Start of Block

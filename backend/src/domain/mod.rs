//! Domain primitives, validation, and customer use-cases.
//!
//! Purpose: define the customer model and the rules a payload must satisfy
//! before it is stored. Nothing here depends on Actix or on a concrete store;
//! inbound adapters talk to the driving ports and outbound adapters implement
//! the driven port in [`ports`].
//!
//! Public surface:
//! - [`Customer`], [`CustomerDraft`], [`CustomerId`], [`CustomerInput`]: the
//!   customer model.
//! - [`RequestValidator`]: ordered, first-failure-wins validation pipeline.
//! - [`CustomerService`]: implements [`ports::CustomersQuery`] and
//!   [`ports::CustomersCommand`].
//! - [`Error`] and [`ErrorCode`]: transport-agnostic API error payload.

pub mod customer;
pub mod customer_service;
pub mod error;
mod error_mapping;
pub mod page;
pub mod ports;
pub mod trace_id;
pub mod validation;

pub use self::customer::{Customer, CustomerDraft, CustomerId, CustomerInput};
pub use self::customer_service::{CustomerService, CustomerServiceError};
pub use self::error::{Error, ErrorCode, ErrorValidationError};
pub use self::page::{
    DEFAULT_PAGE, DEFAULT_PAGE_SIZE, MAX_PAGE_SIZE, PageRequest, PageRequestError,
};
pub use self::trace_id::{TRACE_ID_HEADER, TraceId};
pub use self::validation::{
    Check, DEFAULT_BLOCKED_EMAIL_DOMAINS, DEFAULT_NAME_PUNCTUATION, NamePolicy, RequestValidator,
    ValidationConfig, ValidationError, ValidatorConfigError,
};
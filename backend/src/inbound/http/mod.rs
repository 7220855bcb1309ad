//! HTTP inbound adapter exposing REST endpoints.

pub mod customers;
pub mod error;
pub mod health;
pub mod schemas;
pub mod state;

pub use error::ApiResult;
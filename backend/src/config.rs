//! Service settings loaded via OrthoConfig.
//!
//! Values layer CLI flags over `CUSTOMER_SERVICE_*` environment variables over
//! an optional configuration file. Every field is optional; the accessors
//! fall back to the defaults below.

use std::net::SocketAddr;

use ortho_config::OrthoConfig;
use serde::Deserialize;

use crate::domain::{DEFAULT_BLOCKED_EMAIL_DOMAINS, NamePolicy, ValidationConfig};

/// Listener address used when none is configured.
pub const DEFAULT_BIND_ADDR: &str = "0.0.0.0:8080";

/// Reasons the settings cannot be turned into runtime configuration.
#[derive(Debug, Clone, PartialEq, Eq, thiserror::Error)]
pub enum SettingsError {
    /// `name_policy` is not a known policy name.
    #[error("unknown name policy `{0}`; expected `ascii-letters` or `letters-with-punctuation`")]
    UnknownNamePolicy(String),
    /// `bind_addr` is not a socket address.
    #[error("invalid bind address `{value}`: {message}")]
    InvalidBindAddr {
        /// Configured value.
        value: String,
        /// Parser diagnostic.
        message: String,
    },
}

/// Customer service settings.
#[derive(Debug, Clone, Deserialize, OrthoConfig)]
#[ortho_config(prefix = "CUSTOMER_SERVICE")]
pub struct AppSettings {
    /// Socket address the HTTP server binds to.
    pub bind_addr: Option<String>,
    /// `ascii-letters` (default) or `letters-with-punctuation`.
    pub name_policy: Option<String>,
    /// Punctuation accepted by `letters-with-punctuation`.
    pub name_punctuation: Option<String>,
    /// Comma-separated email domains new customers may not use.
    pub blocked_email_domains: Option<String>,
    /// Load the demo customers into the in-memory store on startup.
    #[ortho_config(default = false)]
    pub seed_demo_data: bool,
}

impl AppSettings {
    /// Configured listener address, or [`DEFAULT_BIND_ADDR`].
    ///
    /// # Errors
    /// Returns [`SettingsError::InvalidBindAddr`] when the value does not
    /// parse as a socket address.
    pub fn bind_addr(&self) -> Result<SocketAddr, SettingsError> {
        let raw = self.bind_addr.as_deref().unwrap_or(DEFAULT_BIND_ADDR);
        raw.parse().map_err(|err: std::net::AddrParseError| SettingsError::InvalidBindAddr {
            value: raw.to_owned(),
            message: err.to_string(),
        })
    }

    /// Configured name policy, defaulting to ASCII letters.
    ///
    /// # Errors
    /// Returns [`SettingsError::UnknownNamePolicy`] for unrecognised names.
    pub fn name_policy(&self) -> Result<NamePolicy, SettingsError> {
        match self.name_policy.as_deref().map(str::trim) {
            None | Some("" | "ascii-letters") => Ok(NamePolicy::AsciiLetters),
            Some("letters-with-punctuation") => Ok(self.name_punctuation.as_ref().map_or_else(
                NamePolicy::letters_with_default_punctuation,
                |punctuation| NamePolicy::LettersWithPunctuation(punctuation.clone()),
            )),
            Some(other) => Err(SettingsError::UnknownNamePolicy(other.to_owned())),
        }
    }

    /// Configured block-list, or [`DEFAULT_BLOCKED_EMAIL_DOMAINS`].
    ///
    /// An empty value disables domain blocking.
    #[must_use]
    pub fn blocked_email_domains(&self) -> Vec<String> {
        self.blocked_email_domains.as_deref().map_or_else(
            || DEFAULT_BLOCKED_EMAIL_DOMAINS.map(str::to_owned).into(),
            |raw| {
                raw.split(',')
                    .map(str::trim)
                    .filter(|domain| !domain.is_empty())
                    .map(str::to_owned)
                    .collect()
            },
        )
    }

    /// Validation pipeline configuration derived from these settings.
    ///
    /// # Errors
    /// See [`AppSettings::name_policy`].
    pub fn validation_config(&self) -> Result<ValidationConfig, SettingsError> {
        Ok(ValidationConfig::new(
            self.name_policy()?,
            self.blocked_email_domains(),
        ))
    }
}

End of Block

Leave out every line after the one with "pub const DEFAULT_BIND_ADDR: &str". Reproduce the material above exactly from its first line through that line.

◆ **Answer to this task**
filename backend/src/domain/mod.rs
//! Domain primitives, validation, and customer use-cases.
//!
//! Purpose: define the customer model and the rules a payload must satisfy
//! before it is stored. Nothing here depends on Actix or on a concrete store;
//! inbound adapters talk to the driving ports and outbound adapters implement
//! the driven port in [`ports`].
//!
//! Public surface:
//! - [`Customer`], [`CustomerDraft`], [`CustomerId`], [`CustomerInput`]: the
//!   customer model.
//! - [`RequestValidator`]: ordered, first-failure-wins validation pipeline.
//! - [`CustomerService`]: implements [`ports::CustomersQuery`] and
//!   [`ports::CustomersCommand`].
//! - [`Error`] and [`ErrorCode`]: transport-agnostic API error payload.

pub mod customer;
pub mod customer_service;
pub mod error;
mod error_mapping;
pub mod page;
pub mod ports;
pub mod trace_id;
pub mod validation;

pub use self::customer::{Customer, CustomerDraft, CustomerId, CustomerInput};
pub use self::customer_service::{CustomerService, CustomerServiceError};
pub use self::error::{Error, ErrorCode, ErrorValidationError};
pub use self::page::{
    DEFAULT_PAGE, DEFAULT_PAGE_SIZE, MAX_PAGE_SIZE, PageRequest, PageRequestError,
};
pub use self::trace_id::{TRACE_ID_HEADER, TraceId};
pub use self::validation::{
    Check, DEFAULT_BLOCKED_EMAIL_DOMAINS, DEFAULT_NAME_PUNCTUATION, NamePolicy, RequestValidator,
    ValidationConfig, ValidationError, ValidatorConfigError,
};
filename backend/src/inbound/http/mod.rs
repository 7220855bcb1309ad
//! HTTP inbound adapter exposing REST endpoints.

pub mod customers;
pub mod error;
pub mod health;
pub mod schemas;
pub mod state;

pub use error::ApiResult;
filename backend/src/config.rs
//! Service settings loaded via OrthoConfig.
//!
//! Values layer CLI flags over `CUSTOMER_SERVICE_*` environment variables over
//! an optional configuration file. Every field is optional; the accessors
//! fall back to the defaults below.

use std::net::SocketAddr;

use ortho_config::OrthoConfig;
use serde::Deserialize;

use crate::domain::{DEFAULT_BLOCKED_EMAIL_DOMAINS, NamePolicy, ValidationConfig};

/// Listener address used when none is configured.
pub const DEFAULT_BIND_ADDR: &str = "0.0.0.0:8080";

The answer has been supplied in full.